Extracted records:
"""

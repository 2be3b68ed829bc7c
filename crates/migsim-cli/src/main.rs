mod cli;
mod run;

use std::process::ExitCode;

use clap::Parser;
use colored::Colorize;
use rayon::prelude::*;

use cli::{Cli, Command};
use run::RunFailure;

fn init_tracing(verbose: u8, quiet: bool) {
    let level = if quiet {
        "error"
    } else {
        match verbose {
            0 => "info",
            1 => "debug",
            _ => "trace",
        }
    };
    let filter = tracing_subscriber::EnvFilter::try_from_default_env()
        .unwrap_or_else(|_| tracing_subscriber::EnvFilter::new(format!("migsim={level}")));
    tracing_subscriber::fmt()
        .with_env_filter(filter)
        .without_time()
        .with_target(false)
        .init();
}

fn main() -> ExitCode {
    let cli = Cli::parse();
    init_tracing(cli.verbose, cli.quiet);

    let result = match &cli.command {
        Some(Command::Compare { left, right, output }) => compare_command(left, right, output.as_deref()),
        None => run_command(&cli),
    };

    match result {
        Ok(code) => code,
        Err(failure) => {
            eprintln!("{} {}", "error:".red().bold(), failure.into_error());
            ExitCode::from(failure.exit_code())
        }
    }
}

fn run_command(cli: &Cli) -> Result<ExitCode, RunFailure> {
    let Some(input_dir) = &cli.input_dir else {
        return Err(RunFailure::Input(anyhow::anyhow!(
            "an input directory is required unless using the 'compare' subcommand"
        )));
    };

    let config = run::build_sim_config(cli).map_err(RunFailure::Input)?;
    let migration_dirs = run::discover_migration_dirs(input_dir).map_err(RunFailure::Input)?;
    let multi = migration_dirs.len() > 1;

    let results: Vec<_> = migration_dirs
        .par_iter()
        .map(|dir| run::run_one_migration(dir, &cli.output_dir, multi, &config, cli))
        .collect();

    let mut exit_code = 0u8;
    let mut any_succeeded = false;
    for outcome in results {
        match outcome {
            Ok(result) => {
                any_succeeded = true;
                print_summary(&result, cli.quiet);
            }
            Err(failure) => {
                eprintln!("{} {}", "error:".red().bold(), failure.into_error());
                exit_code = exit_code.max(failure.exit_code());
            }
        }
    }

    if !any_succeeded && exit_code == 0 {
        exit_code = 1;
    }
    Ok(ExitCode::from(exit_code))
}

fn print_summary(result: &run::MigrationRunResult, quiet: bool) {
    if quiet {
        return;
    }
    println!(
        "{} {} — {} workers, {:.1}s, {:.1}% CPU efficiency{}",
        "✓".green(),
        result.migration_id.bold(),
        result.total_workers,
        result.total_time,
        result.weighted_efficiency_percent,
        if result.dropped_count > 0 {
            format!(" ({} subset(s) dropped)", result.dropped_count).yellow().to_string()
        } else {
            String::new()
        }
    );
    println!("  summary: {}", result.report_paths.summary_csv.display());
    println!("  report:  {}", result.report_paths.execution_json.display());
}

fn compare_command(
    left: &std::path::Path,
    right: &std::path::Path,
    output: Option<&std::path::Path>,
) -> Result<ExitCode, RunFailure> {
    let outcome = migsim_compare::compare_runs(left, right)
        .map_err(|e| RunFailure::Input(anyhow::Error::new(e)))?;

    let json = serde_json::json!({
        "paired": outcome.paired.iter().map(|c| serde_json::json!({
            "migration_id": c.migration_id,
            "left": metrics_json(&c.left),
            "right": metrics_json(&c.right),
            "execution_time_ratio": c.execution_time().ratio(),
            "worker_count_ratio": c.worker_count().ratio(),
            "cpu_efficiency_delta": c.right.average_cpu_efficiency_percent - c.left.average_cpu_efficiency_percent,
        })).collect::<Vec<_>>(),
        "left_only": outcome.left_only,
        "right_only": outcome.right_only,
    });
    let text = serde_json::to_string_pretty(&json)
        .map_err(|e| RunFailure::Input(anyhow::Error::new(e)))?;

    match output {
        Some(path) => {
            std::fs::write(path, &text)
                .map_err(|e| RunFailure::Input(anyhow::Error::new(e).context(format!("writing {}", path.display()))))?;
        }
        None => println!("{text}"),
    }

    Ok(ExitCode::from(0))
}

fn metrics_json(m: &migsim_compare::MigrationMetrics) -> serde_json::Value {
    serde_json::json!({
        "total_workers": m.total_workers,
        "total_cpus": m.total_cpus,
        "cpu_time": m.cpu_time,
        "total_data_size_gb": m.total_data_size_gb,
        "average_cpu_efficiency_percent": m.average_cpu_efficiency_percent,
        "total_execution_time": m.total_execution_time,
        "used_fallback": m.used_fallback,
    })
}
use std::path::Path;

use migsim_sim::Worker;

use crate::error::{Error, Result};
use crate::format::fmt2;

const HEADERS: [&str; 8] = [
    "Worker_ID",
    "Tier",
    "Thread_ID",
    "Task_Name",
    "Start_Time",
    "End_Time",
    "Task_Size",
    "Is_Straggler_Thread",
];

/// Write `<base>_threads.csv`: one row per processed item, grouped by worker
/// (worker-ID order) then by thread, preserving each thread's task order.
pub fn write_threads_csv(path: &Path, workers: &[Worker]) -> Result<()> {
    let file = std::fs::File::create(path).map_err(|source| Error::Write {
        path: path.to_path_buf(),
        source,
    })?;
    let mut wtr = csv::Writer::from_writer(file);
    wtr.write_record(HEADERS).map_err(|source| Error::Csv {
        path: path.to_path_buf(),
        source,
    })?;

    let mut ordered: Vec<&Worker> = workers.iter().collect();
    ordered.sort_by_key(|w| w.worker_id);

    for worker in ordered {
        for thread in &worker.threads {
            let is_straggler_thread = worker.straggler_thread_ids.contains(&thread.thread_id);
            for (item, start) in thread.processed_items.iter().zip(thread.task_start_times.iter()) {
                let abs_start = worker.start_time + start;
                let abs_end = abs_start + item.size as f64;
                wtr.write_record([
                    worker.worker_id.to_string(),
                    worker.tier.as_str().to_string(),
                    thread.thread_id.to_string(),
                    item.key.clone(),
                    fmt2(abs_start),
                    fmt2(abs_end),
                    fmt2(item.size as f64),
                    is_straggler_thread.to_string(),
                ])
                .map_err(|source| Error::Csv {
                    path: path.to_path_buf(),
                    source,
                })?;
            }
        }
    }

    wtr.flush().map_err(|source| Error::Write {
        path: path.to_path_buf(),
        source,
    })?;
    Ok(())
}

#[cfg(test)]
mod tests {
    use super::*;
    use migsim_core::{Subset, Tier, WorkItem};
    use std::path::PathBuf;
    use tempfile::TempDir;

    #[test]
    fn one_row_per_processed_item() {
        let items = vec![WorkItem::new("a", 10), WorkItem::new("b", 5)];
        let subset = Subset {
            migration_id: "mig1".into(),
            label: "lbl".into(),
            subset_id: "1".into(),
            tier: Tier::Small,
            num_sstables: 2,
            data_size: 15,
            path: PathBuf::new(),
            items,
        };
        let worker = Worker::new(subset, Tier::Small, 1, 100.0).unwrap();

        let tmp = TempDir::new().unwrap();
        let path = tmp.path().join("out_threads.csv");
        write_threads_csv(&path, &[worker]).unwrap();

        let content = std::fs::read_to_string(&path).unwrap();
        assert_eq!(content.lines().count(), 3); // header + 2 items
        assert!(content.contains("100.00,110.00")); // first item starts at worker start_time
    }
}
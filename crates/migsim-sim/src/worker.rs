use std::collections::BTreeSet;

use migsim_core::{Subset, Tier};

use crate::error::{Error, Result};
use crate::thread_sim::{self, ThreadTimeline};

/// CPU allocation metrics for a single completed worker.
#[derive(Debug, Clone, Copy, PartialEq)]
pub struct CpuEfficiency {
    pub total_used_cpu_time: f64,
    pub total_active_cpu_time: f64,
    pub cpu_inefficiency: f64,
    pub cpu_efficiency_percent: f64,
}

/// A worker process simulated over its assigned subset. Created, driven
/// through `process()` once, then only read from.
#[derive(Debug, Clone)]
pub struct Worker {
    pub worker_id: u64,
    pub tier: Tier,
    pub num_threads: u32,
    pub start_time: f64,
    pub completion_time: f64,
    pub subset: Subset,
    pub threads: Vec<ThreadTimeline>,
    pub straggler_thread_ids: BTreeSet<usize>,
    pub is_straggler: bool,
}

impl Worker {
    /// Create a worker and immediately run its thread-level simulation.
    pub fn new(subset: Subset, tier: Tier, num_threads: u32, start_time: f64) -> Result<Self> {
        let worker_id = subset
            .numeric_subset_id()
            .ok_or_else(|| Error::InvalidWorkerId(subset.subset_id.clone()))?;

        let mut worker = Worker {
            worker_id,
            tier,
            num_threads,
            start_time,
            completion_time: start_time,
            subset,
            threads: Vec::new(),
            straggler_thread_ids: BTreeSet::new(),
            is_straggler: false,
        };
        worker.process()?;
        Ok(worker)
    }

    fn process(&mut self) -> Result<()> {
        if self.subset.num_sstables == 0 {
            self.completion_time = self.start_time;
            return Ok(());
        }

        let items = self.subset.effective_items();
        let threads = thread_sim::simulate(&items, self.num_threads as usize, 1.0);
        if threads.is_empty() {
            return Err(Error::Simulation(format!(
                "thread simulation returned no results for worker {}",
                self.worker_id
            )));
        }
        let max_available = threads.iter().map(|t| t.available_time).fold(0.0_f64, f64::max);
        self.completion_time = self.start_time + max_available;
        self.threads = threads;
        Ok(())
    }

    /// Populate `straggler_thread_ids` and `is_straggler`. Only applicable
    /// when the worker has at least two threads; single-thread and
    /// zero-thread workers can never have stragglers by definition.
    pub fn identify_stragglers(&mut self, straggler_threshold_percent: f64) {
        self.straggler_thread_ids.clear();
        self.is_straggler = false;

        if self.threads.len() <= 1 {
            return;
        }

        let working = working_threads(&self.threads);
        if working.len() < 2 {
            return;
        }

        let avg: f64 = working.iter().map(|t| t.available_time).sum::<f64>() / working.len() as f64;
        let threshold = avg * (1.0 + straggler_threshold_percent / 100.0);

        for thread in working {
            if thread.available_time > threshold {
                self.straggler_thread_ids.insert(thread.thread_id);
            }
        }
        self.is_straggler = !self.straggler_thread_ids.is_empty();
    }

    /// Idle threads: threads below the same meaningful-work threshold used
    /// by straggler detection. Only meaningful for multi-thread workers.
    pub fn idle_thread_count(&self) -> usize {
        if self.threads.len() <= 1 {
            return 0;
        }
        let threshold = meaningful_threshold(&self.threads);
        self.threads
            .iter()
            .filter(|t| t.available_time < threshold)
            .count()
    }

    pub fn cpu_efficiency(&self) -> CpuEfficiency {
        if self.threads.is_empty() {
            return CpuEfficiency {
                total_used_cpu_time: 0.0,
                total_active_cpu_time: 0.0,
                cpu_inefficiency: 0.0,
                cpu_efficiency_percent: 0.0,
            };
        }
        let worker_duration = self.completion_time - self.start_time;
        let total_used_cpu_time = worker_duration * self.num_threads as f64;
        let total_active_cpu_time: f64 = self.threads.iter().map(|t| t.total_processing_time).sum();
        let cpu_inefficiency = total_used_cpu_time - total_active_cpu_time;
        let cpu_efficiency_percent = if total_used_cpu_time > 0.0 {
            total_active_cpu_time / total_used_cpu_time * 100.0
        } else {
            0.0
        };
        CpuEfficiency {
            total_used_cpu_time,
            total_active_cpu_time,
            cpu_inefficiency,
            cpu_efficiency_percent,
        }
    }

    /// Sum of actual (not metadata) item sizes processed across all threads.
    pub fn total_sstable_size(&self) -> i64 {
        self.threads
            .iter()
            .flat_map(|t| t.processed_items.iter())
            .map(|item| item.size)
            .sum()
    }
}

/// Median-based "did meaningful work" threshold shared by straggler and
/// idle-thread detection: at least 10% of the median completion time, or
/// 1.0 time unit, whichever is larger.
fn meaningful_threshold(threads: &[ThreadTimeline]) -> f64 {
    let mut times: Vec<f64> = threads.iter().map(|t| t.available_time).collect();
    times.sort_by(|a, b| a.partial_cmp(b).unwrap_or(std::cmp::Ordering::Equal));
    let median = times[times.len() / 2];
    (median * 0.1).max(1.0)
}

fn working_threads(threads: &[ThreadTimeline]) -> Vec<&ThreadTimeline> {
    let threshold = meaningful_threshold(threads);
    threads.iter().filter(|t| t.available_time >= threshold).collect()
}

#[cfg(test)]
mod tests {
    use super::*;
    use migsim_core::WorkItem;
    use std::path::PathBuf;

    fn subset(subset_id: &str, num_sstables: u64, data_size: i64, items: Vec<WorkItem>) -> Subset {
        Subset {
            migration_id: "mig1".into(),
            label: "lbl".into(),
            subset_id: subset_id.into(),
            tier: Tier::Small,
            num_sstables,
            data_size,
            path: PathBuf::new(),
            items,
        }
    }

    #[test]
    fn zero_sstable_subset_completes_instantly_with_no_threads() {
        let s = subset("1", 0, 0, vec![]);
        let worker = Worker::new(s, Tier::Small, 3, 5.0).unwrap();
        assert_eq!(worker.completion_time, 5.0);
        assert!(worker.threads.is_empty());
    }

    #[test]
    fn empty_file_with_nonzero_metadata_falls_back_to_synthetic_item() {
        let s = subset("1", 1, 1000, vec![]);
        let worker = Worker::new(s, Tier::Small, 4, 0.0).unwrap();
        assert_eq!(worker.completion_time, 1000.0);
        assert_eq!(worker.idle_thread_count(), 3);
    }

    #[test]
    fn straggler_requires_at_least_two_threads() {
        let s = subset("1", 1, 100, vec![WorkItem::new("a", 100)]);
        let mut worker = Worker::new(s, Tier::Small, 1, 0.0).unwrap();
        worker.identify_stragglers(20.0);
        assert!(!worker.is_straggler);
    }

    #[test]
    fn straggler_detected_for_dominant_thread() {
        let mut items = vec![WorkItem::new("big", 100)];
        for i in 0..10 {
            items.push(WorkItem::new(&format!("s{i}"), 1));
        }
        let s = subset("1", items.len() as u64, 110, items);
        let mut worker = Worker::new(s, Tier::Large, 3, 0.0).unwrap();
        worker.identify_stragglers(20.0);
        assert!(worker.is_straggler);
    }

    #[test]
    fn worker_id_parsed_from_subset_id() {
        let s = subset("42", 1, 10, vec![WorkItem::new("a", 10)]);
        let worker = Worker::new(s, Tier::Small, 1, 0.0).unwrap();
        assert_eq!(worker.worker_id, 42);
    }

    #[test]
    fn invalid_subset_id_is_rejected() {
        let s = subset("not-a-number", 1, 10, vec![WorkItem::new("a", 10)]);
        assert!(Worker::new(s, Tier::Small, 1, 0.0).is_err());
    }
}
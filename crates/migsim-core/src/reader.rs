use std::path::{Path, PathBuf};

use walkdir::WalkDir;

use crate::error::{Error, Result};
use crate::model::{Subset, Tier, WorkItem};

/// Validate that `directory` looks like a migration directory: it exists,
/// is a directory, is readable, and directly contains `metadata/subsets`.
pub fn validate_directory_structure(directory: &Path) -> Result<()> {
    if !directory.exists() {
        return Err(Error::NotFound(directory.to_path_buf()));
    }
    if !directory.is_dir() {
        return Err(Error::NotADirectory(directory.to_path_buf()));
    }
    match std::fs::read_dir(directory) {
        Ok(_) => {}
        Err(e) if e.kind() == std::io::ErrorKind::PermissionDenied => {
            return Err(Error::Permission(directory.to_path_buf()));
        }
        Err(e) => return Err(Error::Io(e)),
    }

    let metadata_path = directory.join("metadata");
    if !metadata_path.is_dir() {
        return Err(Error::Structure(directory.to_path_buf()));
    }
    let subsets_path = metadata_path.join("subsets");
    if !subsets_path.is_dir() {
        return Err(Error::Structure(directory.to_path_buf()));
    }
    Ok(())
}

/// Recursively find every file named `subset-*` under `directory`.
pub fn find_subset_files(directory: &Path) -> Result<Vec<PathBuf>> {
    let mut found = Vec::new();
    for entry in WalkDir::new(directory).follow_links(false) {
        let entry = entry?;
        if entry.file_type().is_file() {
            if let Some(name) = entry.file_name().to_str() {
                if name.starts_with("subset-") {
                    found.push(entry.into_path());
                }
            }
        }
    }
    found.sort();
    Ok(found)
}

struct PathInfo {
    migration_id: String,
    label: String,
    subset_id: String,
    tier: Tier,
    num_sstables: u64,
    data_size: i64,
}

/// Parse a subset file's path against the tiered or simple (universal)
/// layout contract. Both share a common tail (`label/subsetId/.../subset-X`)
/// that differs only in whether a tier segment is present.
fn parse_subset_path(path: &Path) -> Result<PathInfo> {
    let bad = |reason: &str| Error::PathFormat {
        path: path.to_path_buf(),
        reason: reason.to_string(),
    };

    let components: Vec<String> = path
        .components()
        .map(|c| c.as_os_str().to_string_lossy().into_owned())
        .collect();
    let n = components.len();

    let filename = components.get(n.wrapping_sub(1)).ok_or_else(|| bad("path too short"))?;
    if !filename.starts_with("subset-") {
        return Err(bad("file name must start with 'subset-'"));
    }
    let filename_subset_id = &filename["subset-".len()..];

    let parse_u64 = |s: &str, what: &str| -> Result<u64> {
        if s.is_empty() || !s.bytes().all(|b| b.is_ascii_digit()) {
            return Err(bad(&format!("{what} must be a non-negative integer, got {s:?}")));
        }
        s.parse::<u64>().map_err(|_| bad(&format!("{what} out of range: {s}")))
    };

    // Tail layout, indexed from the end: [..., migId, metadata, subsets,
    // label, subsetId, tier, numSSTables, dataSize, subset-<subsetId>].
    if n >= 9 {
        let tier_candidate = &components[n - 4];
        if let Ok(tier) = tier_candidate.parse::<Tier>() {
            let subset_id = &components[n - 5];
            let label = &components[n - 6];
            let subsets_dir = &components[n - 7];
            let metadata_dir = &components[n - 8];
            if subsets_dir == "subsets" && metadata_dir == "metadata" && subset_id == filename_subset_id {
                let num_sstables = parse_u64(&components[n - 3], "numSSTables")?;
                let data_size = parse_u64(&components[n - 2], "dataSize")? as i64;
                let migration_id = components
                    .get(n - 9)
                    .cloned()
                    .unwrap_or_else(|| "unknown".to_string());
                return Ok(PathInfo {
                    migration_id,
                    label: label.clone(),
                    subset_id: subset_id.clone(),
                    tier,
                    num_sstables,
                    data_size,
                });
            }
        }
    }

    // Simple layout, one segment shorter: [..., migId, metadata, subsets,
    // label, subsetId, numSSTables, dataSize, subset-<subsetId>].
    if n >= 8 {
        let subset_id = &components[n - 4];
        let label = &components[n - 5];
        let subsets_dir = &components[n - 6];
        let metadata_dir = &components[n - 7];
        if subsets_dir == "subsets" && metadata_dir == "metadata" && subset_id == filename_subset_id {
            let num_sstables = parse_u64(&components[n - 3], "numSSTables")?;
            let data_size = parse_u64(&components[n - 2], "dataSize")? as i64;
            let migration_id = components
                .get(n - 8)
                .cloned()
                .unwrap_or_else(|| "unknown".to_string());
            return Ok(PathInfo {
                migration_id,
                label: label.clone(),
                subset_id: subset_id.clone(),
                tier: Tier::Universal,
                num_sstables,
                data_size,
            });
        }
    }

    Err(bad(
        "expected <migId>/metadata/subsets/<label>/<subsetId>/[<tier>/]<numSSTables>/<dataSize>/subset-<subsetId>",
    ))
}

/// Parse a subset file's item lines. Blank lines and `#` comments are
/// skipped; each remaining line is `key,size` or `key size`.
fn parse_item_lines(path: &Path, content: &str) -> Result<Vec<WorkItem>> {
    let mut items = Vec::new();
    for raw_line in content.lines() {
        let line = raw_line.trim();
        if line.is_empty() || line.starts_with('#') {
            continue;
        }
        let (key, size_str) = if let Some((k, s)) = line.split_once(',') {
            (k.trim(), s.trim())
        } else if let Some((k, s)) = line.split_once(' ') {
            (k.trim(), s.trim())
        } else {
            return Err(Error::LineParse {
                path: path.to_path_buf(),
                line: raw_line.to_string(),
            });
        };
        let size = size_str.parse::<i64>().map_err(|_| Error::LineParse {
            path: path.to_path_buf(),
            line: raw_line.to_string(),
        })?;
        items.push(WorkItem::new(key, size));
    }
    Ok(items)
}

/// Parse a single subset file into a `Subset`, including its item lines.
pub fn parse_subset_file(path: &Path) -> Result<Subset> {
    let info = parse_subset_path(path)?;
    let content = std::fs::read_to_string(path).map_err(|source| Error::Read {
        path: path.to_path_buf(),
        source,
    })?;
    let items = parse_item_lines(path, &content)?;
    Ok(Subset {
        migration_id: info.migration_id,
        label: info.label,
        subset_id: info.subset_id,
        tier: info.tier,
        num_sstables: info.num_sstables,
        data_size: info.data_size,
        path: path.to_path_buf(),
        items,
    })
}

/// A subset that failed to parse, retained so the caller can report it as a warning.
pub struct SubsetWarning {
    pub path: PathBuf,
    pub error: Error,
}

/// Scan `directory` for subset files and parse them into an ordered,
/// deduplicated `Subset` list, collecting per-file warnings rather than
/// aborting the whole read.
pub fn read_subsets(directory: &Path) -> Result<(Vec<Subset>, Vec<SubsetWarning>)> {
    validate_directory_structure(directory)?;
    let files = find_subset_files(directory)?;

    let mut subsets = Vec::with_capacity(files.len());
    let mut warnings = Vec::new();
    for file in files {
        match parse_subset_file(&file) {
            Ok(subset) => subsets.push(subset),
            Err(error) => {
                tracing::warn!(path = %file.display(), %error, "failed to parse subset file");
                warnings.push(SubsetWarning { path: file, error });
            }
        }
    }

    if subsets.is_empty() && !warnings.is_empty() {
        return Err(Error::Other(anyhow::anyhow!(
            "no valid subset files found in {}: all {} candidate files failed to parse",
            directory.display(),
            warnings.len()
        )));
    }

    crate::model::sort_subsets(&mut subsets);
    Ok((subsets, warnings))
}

"""

* **Instructions for the task**
In the entries above, find each line with "push" and list it.

* **Answer box**
            items.push(WorkItem::new(&format!("s{i}"), 1));
                    found.push(entry.into_path());
        items.push(WorkItem::new(key, size));
            Ok(subset) => subsets.push(subset),
                warnings.push(SubsetWarning { path: file, error });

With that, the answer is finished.